Every like, every message, every video view, every backend sensor ping across three billion users - LogDevice takes it all in. It uses a log-structured approach which means it writes data sequentially rather than randomly jumping around the disk. Sequential writes are dramatically faster than random writes. That is not an accident. That is a deliberate design choice made specifically to maximize write throughput.
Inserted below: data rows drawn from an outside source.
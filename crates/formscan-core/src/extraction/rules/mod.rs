//! Rule-based extractors that recover facts from free document text.

pub mod cascade;
pub mod dates;
pub mod patterns;

pub use cascade::{extract, ConceptExtractor, PatternCascade, PatternConcept, PatternExtractor};
pub use dates::{extract_date, DateExtractor};

/// Trait for field extractors.
pub trait FieldExtractor {
    /// The type of value this extractor produces.
    type Output;

    /// Extract the field from text.
    fn extract(&self, text: &str) -> Option<Self::Output>;

    /// Extract all occurrences of the field.
    fn extract_all(&self, text: &str) -> Vec<Self::Output>;
}

/// A value recovered from free text, with where it came from.
#[derive(Debug, Clone, PartialEq)]
pub struct ExtractionMatch<T> {
    /// Extracted value.
    pub value: T,
    /// Index of the pattern in its cascade that produced the value.
    pub pattern_index: usize,
    /// Position of the captured value in the source text.
    pub position: Option<(usize, usize)>,
    /// Source text that was matched.
    pub source: String,
}

impl<T> ExtractionMatch<T> {
    pub fn new(value: T, pattern_index: usize, source: impl Into<String>) -> Self {
        Self {
            value,
            pattern_index,
            position: None,
            source: source.into(),
        }
    }

    pub fn with_position(mut self, start: usize, end: usize) -> Self {
        self.position = Some((start, end));
        self
    }
}
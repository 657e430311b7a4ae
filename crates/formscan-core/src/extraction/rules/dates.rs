//! Date extraction for French administrative texts.

use chrono::NaiveDate;

use super::patterns::{DATE_DMY, DATE_FRENCH_LONG, DATE_YMD};
use super::{ExtractionMatch, FieldExtractor};

/// Date field extractor.
///
/// Patterns are tried in order (long French form, then `dd/mm/yyyy`, then
/// ISO); within one pattern, occurrences are reported in text order and
/// impossible calendar dates are skipped.
pub struct DateExtractor;

impl DateExtractor {
    pub fn new() -> Self {
        Self
    }
}

impl Default for DateExtractor {
    fn default() -> Self {
        Self::new()
    }
}

impl FieldExtractor for DateExtractor {
    type Output = ExtractionMatch<NaiveDate>;

    fn extract(&self, text: &str) -> Option<Self::Output> {
        self.extract_all(text).into_iter().next()
    }

    fn extract_all(&self, text: &str) -> Vec<Self::Output> {
        let mut results: Vec<Self::Output> = Vec::new();

        // "10 janvier 2024", "1er mars 2023"
        for caps in DATE_FRENCH_LONG.captures_iter(text) {
            let day: u32 = caps[1].parse().unwrap_or(0);
            let month = french_month_to_number(&caps[2]);
            let year: i32 = caps[3].parse().unwrap_or(0);
            push_date(&mut results, 0, NaiveDate::from_ymd_opt(year, month, day), &caps);
        }

        // DD/MM/YYYY, DD.MM.YYYY or DD-MM-YYYY
        for caps in DATE_DMY.captures_iter(text) {
            let day: u32 = caps[1].parse().unwrap_or(0);
            let month: u32 = caps[2].parse().unwrap_or(0);
            let year: i32 = caps[3].parse().unwrap_or(0);
            push_date(&mut results, 1, NaiveDate::from_ymd_opt(year, month, day), &caps);
        }

        // YYYY-MM-DD
        for caps in DATE_YMD.captures_iter(text) {
            let year: i32 = caps[1].parse().unwrap_or(0);
            let month: u32 = caps[2].parse().unwrap_or(0);
            let day: u32 = caps[3].parse().unwrap_or(0);
            push_date(&mut results, 2, NaiveDate::from_ymd_opt(year, month, day), &caps);
        }

        results
    }
}

fn push_date(
    results: &mut Vec<ExtractionMatch<NaiveDate>>,
    pattern_index: usize,
    date: Option<NaiveDate>,
    caps: &regex::Captures<'_>,
) {
    let Some(date) = date else {
        return;
    };
    if results.iter().any(|r| r.value == date) {
        return;
    }
    if let Some(full_match) = caps.get(0) {
        results.push(
            ExtractionMatch::new(date, pattern_index, full_match.as_str())
                .with_position(full_match.start(), full_match.end()),
        );
    }
}

/// Extract the first date of a text, normalized to ISO `yyyy-mm-dd`.
pub fn extract_date(text: &str) -> Option<String> {
    DateExtractor::new()
        .extract(text)
        .map(|m| m.value.format("%Y-%m-%d").to_string())
}

fn french_month_to_number(month: &str) -> u32 {
    match month.to_lowercase().as_str() {
        "janvier" => 1,
        "février" | "fevrier" => 2,
        "mars" => 3,
        "avril" => 4,
        "mai" => 5,
        "juin" => 6,
        "juillet" => 7,
        "août" | "aout" => 8,
        "septembre" => 9,
        "octobre" => 10,
        "novembre" => 11,
        "décembre" | "decembre" => 12,
        _ => 0,
    }
}
//! Error types for the formscan-core library.
//!
//! The extraction pipeline itself never fails: unresolved concepts, missing
//! templates and domain mismatches are reported as data. Errors only come
//! from the I/O boundary, when loading records, template libraries or config.

use thiserror::Error;

/// Main error type for the formscan library.
#[derive(Error, Debug)]
pub enum FormscanError {
    /// Template library error.
    #[error("template error: {0}")]
    Template(#[from] TemplateError),

    /// OCR record error.
    #[error("record error: {0}")]
    Record(#[from] RecordError),

    /// JSON (de)serialization error.
    #[error("JSON error: {0}")]
    Json(#[from] serde_json::Error),

    /// I/O error.
    #[error("I/O error: {0}")]
    Io(#[from] std::io::Error),

    /// Configuration error.
    #[error("configuration error: {0}")]
    Config(String),
}

/// Errors related to loading a template library.
#[derive(Error, Debug)]
pub enum TemplateError {
    /// The library file could not be parsed.
    #[error("failed to parse template library: {0}")]
    Parse(String),

    /// Two templates share the same id.
    #[error("duplicate template id: {0}")]
    DuplicateId(String),
}

/// Errors related to reading an OCR record.
#[derive(Error, Debug)]
pub enum RecordError {
    /// The record could not be parsed.
    #[error("failed to parse OCR record: {0}")]
    Parse(String),

    /// Unknown document type discriminator.
    #[error("unknown document type: {0}")]
    UnknownDocumentType(String),
}

/// Result type for the formscan library.
pub type Result<T> = std::result::Result<T, FormscanError>;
LogDevice does not care about reads. It was never designed to serve reads efficiently. That is the point. By giving up on reads entirely, it becomes extraordinarily good at the one thing it was built for.
Most engineers designing their first production system try to pick one database that handles everything. LogDevice is the proof that this instinct, while understandable, is wrong at scale.
ROCKSDB: BUILT FOR READS WITH SURGICAL PRECISION
RocksDB started as Google’s LevelDB. Meta took it, rebuilt it, and open sourced it in 2013. Today it powers systems at Facebook, LinkedIn, Yahoo, Twitter, and hundreds of other companies running at scale.
The reason Meta built RocksDB instead of using an existing solution is the same reason they built LogDevice. Nothing on the market gave them the control they needed.
RocksDB is an embeddable key-value store that lets you tune read and write performance independently at the instance level. This is the part most engineers miss.
You can deploy one RocksDB instance configured entirely for fast point lookups optimized for the read patterns of a news feed where you need to retrieve a specific user’s data in milliseconds. You deploy another instance configured for high write throughput - optimized for the ingestion patterns of an analytics pipeline processing billions of events. Same underlying technology. Completely different configurations. Completely different jobs.
They never compete for the same resources because they were never meant to run the same workload.
RocksDB also uses a data structure called an LSM tree - Log Structured Merge tree which batches writes in memory and flushes them to disk in sorted order. This makes writes fast and keeps related data physically close together on disk. When you request data, the disk has to seek less to find it. Less seeking means faster reads. Meta takes this even further by pre-arranging the most frequently accessed bytes so they are physically adjacent on disk. The result is a feed that loads in milliseconds regardless of how many people are using it simultaneously.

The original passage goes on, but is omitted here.